▶ _PROBLEM TO WORK ON_
Return only this: the line with "env.storage().instance().get(&DataKey::Registry)" and all the lines that follow it below, through the final one, exactly as they are.

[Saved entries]
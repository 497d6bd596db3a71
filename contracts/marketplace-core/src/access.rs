//! # Capability Table
//!
//! Each marketplace contract keeps one top-level admin plus a table of
//! `principal → capability` grants. Privileged entry points take the calling
//! principal explicitly and run [`require_capability`] before touching state:
//!
//! ```text
//! caller ──► has Grant(caller, cap)? ──no──► Error::Unauthorized
//!                     │
//!                    yes
//!                     ▼
//!            caller.require_auth()
//! ```
//!
//! A contract calling another contract authorizes as its own address
//! automatically, so wiring the registry to the custodian is just
//! `grant_capability(registry_address, Capability::Deposit)` on the custodian.

use crate::{Error, EVENT_VERSION_V1};
use soroban_sdk::{contracttype, symbol_short, Address, Env};

/// Privileged operations a principal may be granted.
#[contracttype]
#[derive(Copy, Clone, Debug, Eq, PartialEq)]
#[repr(u32)]
pub enum Capability {
    /// Custodian: `deposit` / `increase_deposit`
    Deposit = 1,
    /// Custodian: `release`
    Release = 2,
    /// Custodian: `refund`
    Refund = 3,
    /// Registry: `increment_submissions`
    IncrementSubmissions = 4,
    /// Registry: `complete_bounty`
    CompleteBounty = 5,
    /// Dispatcher: `request_verification`
    RequestVerification = 6,
    /// Coordinator: `handle_verification_result`
    DeliverVerification = 7,
    /// Dispatcher: `on_callback`
    FulfillRequest = 8,
}

#[contracttype]
#[derive(Clone)]
enum AccessKey {
    Admin,
    Grant(Address, Capability),
}

#[contracttype]
#[derive(Clone, Debug, Eq, PartialEq)]
pub struct CapabilityChanged {
    pub version: u32,
    pub principal: Address,
    pub capability: Capability,
    pub granted: bool,
    pub timestamp: u64,
}

/// Store the admin. Fails if one is already set.
pub fn init_admin(env: &Env, admin: &Address) -> Result<(), Error> {
    if env.storage().instance().has(&AccessKey::Admin) {
        return Err(Error::AlreadyInitialized);
    }
    env.storage().instance().set(&AccessKey::Admin, admin);
    Ok(())
}

pub fn is_initialized(env: &Env) -> bool {
    env.storage().instance().has(&AccessKey::Admin)
}

pub fn admin(env: &Env) -> Result<Address, Error> {
    env.storage()
        .instance()
        .get(&AccessKey::Admin)
        .ok_or(Error::NotInitialized)
}

/// Load the admin and require its signature.
pub fn require_admin(env: &Env) -> Result<Address, Error> {
    let admin = admin(env)?;
    admin.require_auth();
    Ok(admin)
}

pub fn has_capability(env: &Env, principal: &Address, capability: Capability) -> bool {
    env.storage()
        .instance()
        .get(&AccessKey::Grant(principal.clone(), capability))
        .unwrap_or(false)
}

/// Check the table first, then the signature.
pub fn require_capability(
    env: &Env,
    caller: &Address,
    capability: Capability,
) -> Result<(), Error> {
    if !is_initialized(env) {
        return Err(Error::NotInitialized);
    }
    if !has_capability(env, caller, capability) {
        return Err(Error::Unauthorized);
    }
    caller.require_auth();
    Ok(())
}

/// Admin only.
pub fn grant(env: &Env, principal: &Address, capability: Capability) -> Result<(), Error> {
    require_admin(env)?;
    env.storage()
        .instance()
        .set(&AccessKey::Grant(principal.clone(), capability), &true);
    emit_capability_changed(env, principal, capability, true);
    Ok(())
}

/// Admin only. Revoking an absent grant is a no-op.
pub fn revoke(env: &Env, principal: &Address, capability: Capability) -> Result<(), Error> {
    require_admin(env)?;
    env.storage()
        .instance()
        .remove(&AccessKey::Grant(principal.clone(), capability));
    emit_capability_changed(env, principal, capability, false);
    Ok(())
}

fn emit_capability_changed(env: &Env, principal: &Address, capability: Capability, granted: bool) {
    let topic = if granted {
        symbol_short!("cap_grant")
    } else {
        symbol_short!("cap_rvk")
    };
    env.events().publish(
        (topic, principal.clone()),
        CapabilityChanged {
            version: EVENT_VERSION_V1,
            principal: principal.clone(),
            capability,
            granted,
            timestamp: env.ledger().timestamp(),
        },
    );
}
//! # Marketplace Core
//!
//! Shared building blocks for the verified data bounty contracts.
//!
//! ```text
//!   BountyRegistry ──deposit/refund──────────────► EscrowCustodian
//!        ▲                                             ▲
//!        │ increment/complete                          │ release
//!        │                                             │
//!   SubmissionCoordinator ──request_verification──► VerificationDispatcher
//!        ▲                                             │
//!        └──────────── handle_verification_result ─────┘
//! ```
//!
//! Every contract in the workspace links this crate for:
//!
//! - the shared [`Error`] codes (stable across contracts, so indexers can
//!   decode a failure regardless of which contract raised it),
//! - the record types that cross contract boundaries ([`Bounty`],
//!   [`Escrow`], [`Submission`]),
//! - the capability table ([`access`]) guarding privileged entry points,
//! - the reentrancy guard,
//! - `#[contractclient]` interfaces used for cross-contract calls, so no
//!   contract crate has to link another contract crate into its WASM.

#![no_std]

pub mod access;
mod error;
pub mod interfaces;
pub mod reentrancy_guard;
mod types;

pub use access::Capability;
pub use error::Error;
pub use types::{
    Bounty, BountyStatus, CustodianStats, Escrow, EscrowStatus, Submission, SubmissionStatus,
};

/// Version stamped on every event payload published by the marketplace contracts.
pub const EVENT_VERSION_V1: u32 = 1;

#[cfg(test)]
mod test;
//! # Submission Coordinator
//!
//! Accepts contributor submissions and drives each one through
//!
//! ```text
//!   Pending ──► Verifying ──┬──► Verified   (bounty completed, escrow released)
//!                           └──► Rejected   (nothing moves)
//! ```
//!
//! `submit_data` counts the submission against the bounty cap and asks the
//! dispatcher for a verification; the dispatcher later calls
//! `handle_verification_result`. Only a submission that is still Verifying
//! can be resolved, so a duplicated or replayed verdict fails with
//! `InvalidStatus` and can never pay twice.
//!
//! The coordinator must hold `IncrementSubmissions` and `CompleteBounty` on
//! the registry, `Release` on the custodian and `RequestVerification` on the
//! dispatcher; the dispatcher must hold `DeliverVerification` here.

#![no_std]

mod events;

use events::{
    emit_collaborator_wired, emit_coordinator_initialized, emit_submission_received,
    emit_submission_resolved, CollaboratorWired, CoordinatorInitialized, SubmissionReceived,
    SubmissionResolved,
};
use marketplace_core::{
    access,
    interfaces::{settle, CustodianClient, DispatcherClient, RegistryClient},
    reentrancy_guard, BountyStatus, Capability, Error, Submission, SubmissionStatus,
    EVENT_VERSION_V1,
};
use soroban_sdk::{
    contract, contractimpl, contracttype, symbol_short, vec, Address, Bytes, BytesN, Env, String,
    Symbol, Vec,
};

#[contracttype]
#[derive(Clone)]
pub enum DataKey {
    Registry,
    Escrow,
    Dispatcher,
    SubmissionCounter,
    Submission(u64),
    BountySubmissions(u64),
    ContributorSubmissions(Address),
}

#[contract]
pub struct SubmissionCoordinatorContract;

#[contractimpl]
impl SubmissionCoordinatorContract {
    pub fn init(env: Env, admin: Address, registry: Address, escrow: Address) -> Result<(), Error> {
        access::init_admin(&env, &admin)?;
        env.storage().instance().set(&DataKey::Registry, &registry);
        env.storage().instance().set(&DataKey::Escrow, &escrow);
        env.storage()
            .instance()
            .set(&DataKey::SubmissionCounter, &0u64);

        emit_coordinator_initialized(
            &env,
            CoordinatorInitialized {
                version: EVENT_VERSION_V1,
                admin,
                registry,
                escrow,
                timestamp: env.ledger().timestamp(),
            },
        );
        Ok(())
    }

    pub fn set_dispatcher(env: Env, dispatcher: Address) -> Result<(), Error> {
        Self::wire(&env, DataKey::Dispatcher, symbol_short!("dispatch"), dispatcher)
    }

    pub fn set_registry(env: Env, registry: Address) -> Result<(), Error> {
        Self::wire(&env, DataKey::Registry, symbol_short!("registry"), registry)
    }

    pub fn set_escrow(env: Env, escrow: Address) -> Result<(), Error> {
        Self::wire(&env, DataKey::Escrow, symbol_short!("escrow"), escrow)
    }

    pub fn grant_capability(
        env: Env,
        principal: Address,
        capability: Capability,
    ) -> Result<(), Error> {
        access::grant(&env, &principal, capability)
    }

    pub fn revoke_capability(
        env: Env,
        principal: Address,
        capability: Capability,
    ) -> Result<(), Error> {
        access::revoke(&env, &principal, capability)
    }

    pub fn has_capability(env: Env, principal: Address, capability: Capability) -> bool {
        access::has_capability(&env, &principal, capability)
    }

    /// Submit content against an open bounty and request its verification.
    ///
    /// # Errors
    /// * `BountyNotActive` - bounty unknown, closed or past its deadline
    /// * `InvalidContentRef` - empty `data_ref`
    /// * `DispatcherNotSet` - no dispatcher wired
    /// * `MaxSubmissionsReached` - cap already reached, surfaced from the registry
    pub fn submit_data(
        env: Env,
        contributor: Address,
        bounty_id: u64,
        data_ref: String,
        metadata: String,
    ) -> Result<u64, Error> {
        reentrancy_guard::acquire(&env);
        if !access::is_initialized(&env) {
            return Err(Error::NotInitialized);
        }
        contributor.require_auth();

        // Open means Active and not past the deadline. A full bounty is left
        // to the registry so the cap surfaces as MaxSubmissionsReached.
        let now = env.ledger().timestamp();
        let registry = RegistryClient::new(&env, &Self::registry(&env)?);
        let lookup = settle(registry.try_get_bounty(&bounty_id), Error::CrossContractCallFailed);
        let bounty = match lookup {
            Ok(bounty) if bounty.status == BountyStatus::Active && now <= bounty.deadline => bounty,
            Ok(_) | Err(Error::BountyNotFound) => return Err(Error::BountyNotActive),
            Err(err) => return Err(err),
        };
        if data_ref.is_empty() {
            return Err(Error::InvalidContentRef);
        }
        let dispatcher_addr: Address = env
            .storage()
            .instance()
            .get(&DataKey::Dispatcher)
            .ok_or(Error::DispatcherNotSet)?;

        let submission_id = Self::next_submission_id(&env);
        let mut submission = Submission {
            id: submission_id,
            bounty_id,
            contributor: contributor.clone(),
            data_ref: data_ref.clone(),
            metadata,
            status: SubmissionStatus::Pending,
            submitted_at: now,
            verified_at: None,
            request_token: BytesN::from_array(&env, &[0u8; 32]),
            aux_data: Bytes::new(&env),
        };
        Self::save(&env, &submission);
        Self::index(&env, DataKey::BountySubmissions(bounty_id), submission_id);
        Self::index(
            &env,
            DataKey::ContributorSubmissions(contributor.clone()),
            submission_id,
        );

        let self_addr = env.current_contract_address();
        settle(
            registry.try_increment_submissions(&self_addr, &bounty_id),
            Error::CrossContractCallFailed,
        )?;

        submission.status = SubmissionStatus::Verifying;
        Self::save(&env, &submission);

        let dispatcher = DispatcherClient::new(&env, &dispatcher_addr);
        let token = settle(
            dispatcher.try_request_verification(
                &self_addr,
                &submission_id,
                &data_ref,
                &bounty.schema_ref,
            ),
            Error::CrossContractCallFailed,
        )?;
        submission.request_token = token.clone();
        Self::save(&env, &submission);

        emit_submission_received(
            &env,
            SubmissionReceived {
                version: EVENT_VERSION_V1,
                submission_id,
                bounty_id,
                contributor,
                data_ref,
                request_token: token,
                timestamp: now,
            },
        );

        reentrancy_guard::release(&env);
        Ok(submission_id)
    }

    /// Apply a verdict delivered by the dispatcher.
    ///
    /// A positive verdict for a bounty that is still Active completes the
    /// bounty and releases its escrow to the contributor; if either call
    /// fails the whole delivery fails and the submission stays Verifying.
    /// A positive verdict for a bounty that already left Active resolves
    /// the submission as Rejected (flagged `late`) without moving funds.
    pub fn handle_verification_result(
        env: Env,
        caller: Address,
        submission_id: u64,
        verified: bool,
        aux_data: Bytes,
    ) -> Result<(), Error> {
        reentrancy_guard::acquire(&env);
        access::require_capability(&env, &caller, Capability::DeliverVerification)?;

        let mut submission = Self::load(&env, submission_id)?;
        if submission.status != SubmissionStatus::Verifying {
            return Err(Error::InvalidStatus);
        }

        let now = env.ledger().timestamp();
        submission.verified_at = Some(now);
        submission.aux_data = aux_data;

        let mut late = false;
        let mut paid = 0i128;
        if verified {
            let registry = RegistryClient::new(&env, &Self::registry(&env)?);
            let bounty = settle(
                registry.try_get_bounty(&submission.bounty_id),
                Error::CrossContractCallFailed,
            )?;
            if bounty.status == BountyStatus::Active {
                submission.status = SubmissionStatus::Verified;
                Self::save(&env, &submission);

                let self_addr = env.current_contract_address();
                settle(
                    registry.try_complete_bounty(
                        &self_addr,
                        &submission.bounty_id,
                        &submission.contributor,
                        &submission.data_ref,
                    ),
                    Error::CrossContractCallFailed,
                )?;
                let custodian = CustodianClient::new(&env, &Self::escrow(&env)?);
                let release = custodian.try_release(
                    &self_addr,
                    &submission.bounty_id,
                    &submission.contributor,
                );
                paid = settle(release, Error::CrossContractCallFailed)?;
            } else {
                late = true;
                submission.status = SubmissionStatus::Rejected;
                Self::save(&env, &submission);
            }
        } else {
            submission.status = SubmissionStatus::Rejected;
            Self::save(&env, &submission);
        }

        emit_submission_resolved(
            &env,
            SubmissionResolved {
                version: EVENT_VERSION_V1,
                submission_id,
                bounty_id: submission.bounty_id,
                contributor: submission.contributor,
                verified: submission.status == SubmissionStatus::Verified,
                late,
                paid,
                timestamp: now,
            },
        );

        reentrancy_guard::release(&env);
        Ok(())
    }

    // ---- views ----

    pub fn get_submission(env: Env, submission_id: u64) -> Result<Submission, Error> {
        Self::load(&env, submission_id)
    }

    pub fn get_bounty_submissions(env: Env, bounty_id: u64) -> Vec<u64> {
        env.storage()
            .persistent()
            .get(&DataKey::BountySubmissions(bounty_id))
            .unwrap_or(vec![&env])
    }

    pub fn get_contributor_submissions(env: Env, contributor: Address) -> Vec<u64> {
        env.storage()
            .persistent()
            .get(&DataKey::ContributorSubmissions(contributor))
            .unwrap_or(vec![&env])
    }

    pub fn get_total_submissions(env: Env) -> u64 {
        env.storage()
            .instance()
            .get(&DataKey::SubmissionCounter)
            .unwrap_or(0)
    }

    pub fn get_registry(env: Env) -> Option<Address> {
        env.storage().instance().get(&DataKey::Registry)
    }

    pub fn get_escrow(env: Env) -> Option<Address> {
        env.storage().instance().get(&DataKey::Escrow)
    }

    pub fn get_dispatcher(env: Env) -> Option<Address> {
        env.storage().instance().get(&DataKey::Dispatcher)
    }
}

impl SubmissionCoordinatorContract {
    fn wire(env: &Env, key: DataKey, role: Symbol, address: Address) -> Result<(), Error> {
        access::require_admin(env)?;
        env.storage().instance().set(&key, &address);
        emit_collaborator_wired(
            env,
            CollaboratorWired {
                version: EVENT_VERSION_V1,
                role,
                address,
                timestamp: env.ledger().timestamp(),
            },
        );
        Ok(())
    }

    fn registry(env: &Env) -> Result<Address, Error> {
        env.storage()
            .instance()
            .get(&DataKey::Registry)
            .ok_or(Error::NotInitialized)
    }

    fn escrow(env: &Env) -> Result<Address, Error> {
        env.storage()
            .instance()
            .get(&DataKey::Escrow)
            .ok_or(Error::EscrowManagerNotSet)
    }

    fn next_submission_id(env: &Env) -> u64 {
        let id = Self::get_total_submissions(env.clone()) + 1;
        env.storage()
            .instance()
            .set(&DataKey::SubmissionCounter, &id);
        id
    }

    fn load(env: &Env, submission_id: u64) -> Result<Submission, Error> {
        env.storage()
            .persistent()
            .get(&DataKey::Submission(submission_id))
            .ok_or(Error::SubmissionNotFound)
    }

    fn save(env: &Env, submission: &Submission) {
        env.storage()
            .persistent()
            .set(&DataKey::Submission(submission.id), submission);
    }

    fn index(env: &Env, key: DataKey, submission_id: u64) {
        let mut ids: Vec<u64> = env
            .storage()
            .persistent()
            .get(&key)
            .unwrap_or(vec![env]);
        ids.push_back(submission_id);
        env.storage().persistent().set(&key, &ids);
    }
}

▶ _WRITTEN REPLY_
        env.storage().instance().get(&DataKey::Registry)
    }

    pub fn get_escrow(env: Env) -> Option<Address> {
        env.storage().instance().get(&DataKey::Escrow)
    }

    pub fn get_dispatcher(env: Env) -> Option<Address> {
        env.storage().instance().get(&DataKey::Dispatcher)
    }
}

impl SubmissionCoordinatorContract {
    fn wire(env: &Env, key: DataKey, role: Symbol, address: Address) -> Result<(), Error> {
        access::require_admin(env)?;
        env.storage().instance().set(&key, &address);
        emit_collaborator_wired(
            env,
            CollaboratorWired {
                version: EVENT_VERSION_V1,
                role,
                address,
                timestamp: env.ledger().timestamp(),
            },
        );
        Ok(())
    }

    fn registry(env: &Env) -> Result<Address, Error> {
        env.storage()
            .instance()
            .get(&DataKey::Registry)
            .ok_or(Error::NotInitialized)
    }

    fn escrow(env: &Env) -> Result<Address, Error> {
        env.storage()
            .instance()
            .get(&DataKey::Escrow)
            .ok_or(Error::EscrowManagerNotSet)
    }

    fn next_submission_id(env: &Env) -> u64 {
        let id = Self::get_total_submissions(env.clone()) + 1;
        env.storage()
            .instance()
            .set(&DataKey::SubmissionCounter, &id);
        id
    }

    fn load(env: &Env, submission_id: u64) -> Result<Submission, Error> {
        env.storage()
            .persistent()
            .get(&DataKey::Submission(submission_id))
            .ok_or(Error::SubmissionNotFound)
    }

    fn save(env: &Env, submission: &Submission) {
        env.storage()
            .persistent()
            .set(&DataKey::Submission(submission.id), submission);
    }

    fn index(env: &Env, key: DataKey, submission_id: u64) {
        let mut ids: Vec<u64> = env
            .storage()
            .persistent()
            .get(&key)
            .unwrap_or(vec![env]);
        ids.push_back(submission_id);
        env.storage().persistent().set(&key, &ids);
    }
}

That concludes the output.